Exercise: When you reach the records, transcribe all of them exactly.

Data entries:
================================

//! An IPFS-backed database for distributed sequence recording and record
//! keeping.
//!
//! Records are immutable, versioned documents describing sequencing
//! experiments. They are stored as IPLD DAG nodes and addressed by CID; a
//! database instance binds a *project* name to a directory node whose named
//! links point at the latest CID of each record. The root CID of that node
//! is the database *snapshot*: sharing it is sufficient for any peer to
//! reconstruct the entire database state.
//!
//! Features include:
//!
//! - snapshot and sync entire databases over IPFS
//! - pubsub messaging to share and collect records as they are created
//! - per-record history with CID chaining for rollback reasoning
//! - optional encryption of protected record fields
//!
//! # Example
//!
//! ```no_run
//! use stark_db::{Db, Record};
//!
//! # async fn example() -> stark_db::Result<()> {
//! let db = Db::builder().project("my project").open().await?;
//!
//! let record = Record::builder().alias("my first sample").build();
//! let stored = db.set("db key", &record).await?;
//! assert!(!stored.previous_cid().is_empty());
//!
//! let retrieved = db.get("db key").await?;
//! assert_eq!(retrieved.alias(), "my first sample");
//!
//! db.shutdown().await?;
//! # Ok(())
//! # }
//! ```

pub mod crypto;
mod db;
mod error;
pub mod ipfs;
mod pubsub;
mod record;
mod snapshot;

pub use crate::db::{
    Db, DbBuilder, KeyCidPair, RemotePin, DEFAULT_BOOTSTRAPPERS, DEFAULT_MAX_ENTRIES,
    DEFAULT_PROJECT, ENV_DB_PASSWORD, ENV_PINATA_API_KEY, ENV_PINATA_SECRET_KEY,
    MIN_BOOTSTRAPPERS,
};
pub use crate::error::{Error, Result};
pub use crate::ipfs::{HttpIpfs, IpfsApi, Link, MemIpfs, MemSwarm, PubsubMessage};
pub use crate::pubsub::DEFAULT_BUFFER_SIZE;
pub use crate::record::{Comment, Record, RecordBuilder};

pub use cid::Cid;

================================

Response:
//! An IPFS-backed database for distributed sequence recording and record
//! keeping.
//!
//! Records are immutable, versioned documents describing sequencing
//! experiments. They are stored as IPLD DAG nodes and addressed by CID; a
//! database instance binds a *project* name to a directory node whose named
//! links point at the latest CID of each record. The root CID of that node
//! is the database *snapshot*: sharing it is sufficient for any peer to
//! reconstruct the entire database state.
//!
//! Features include:
//!
//! - snapshot and sync entire databases over IPFS
//! - pubsub messaging to share and collect records as they are created
//! - per-record history with CID chaining for rollback reasoning
//! - optional encryption of protected record fields
//!
//! # Example
//!
//! ```no_run
//! use stark_db::{Db, Record};
//!
//! # async fn example() -> stark_db::Result<()> {
//! let db = Db::builder().project("my project").open().await?;
//!
//! let record = Record::builder().alias("my first sample").build();
//! let stored = db.set("db key", &record).await?;
//! assert!(!stored.previous_cid().is_empty());
//!
//! let retrieved = db.get("db key").await?;
//! assert_eq!(retrieved.alias(), "my first sample");
//!
//! db.shutdown().await?;
//! # Ok(())
//! # }
//! ```

pub mod crypto;
mod db;
mod error;
pub mod ipfs;
mod pubsub;
mod record;
mod snapshot;

pub use crate::db::{
    Db, DbBuilder, KeyCidPair, RemotePin, DEFAULT_BOOTSTRAPPERS, DEFAULT_MAX_ENTRIES,
    DEFAULT_PROJECT, ENV_DB_PASSWORD, ENV_PINATA_API_KEY, ENV_PINATA_SECRET_KEY,
    MIN_BOOTSTRAPPERS,
};
pub use crate::error::{Error, Result};
pub use crate::ipfs::{HttpIpfs, IpfsApi, Link, MemIpfs, MemSwarm, PubsubMessage};
pub use crate::pubsub::DEFAULT_BUFFER_SIZE;
pub use crate::record::{Comment, Record, RecordBuilder};

pub use cid::Cid;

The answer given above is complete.